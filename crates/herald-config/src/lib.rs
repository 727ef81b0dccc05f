pub mod loader;
pub mod schema;

pub use loader::{
    find_all_config_files, load_config, load_config_from_file, load_or_default, resolve_config,
    ConfigFormat, ResolvedConfig,
};
pub use schema::{DispatchSettings, HeraldConfig, RunnerSettings, TelemetrySettings};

WHAT YOU SHOULD DO> Please transcribe the records in full, keeping every word as it is.

SOLUTION>
filename crates/herald-config/src/lib.rs
repository 727ef81b0dccc05f
pub mod loader;
pub mod schema;

pub use loader::{
    find_all_config_files, load_config, load_config_from_file, load_or_default, resolve_config,
    ConfigFormat, ResolvedConfig,
};
pub use schema::{DispatchSettings, HeraldConfig, RunnerSettings, TelemetrySettings};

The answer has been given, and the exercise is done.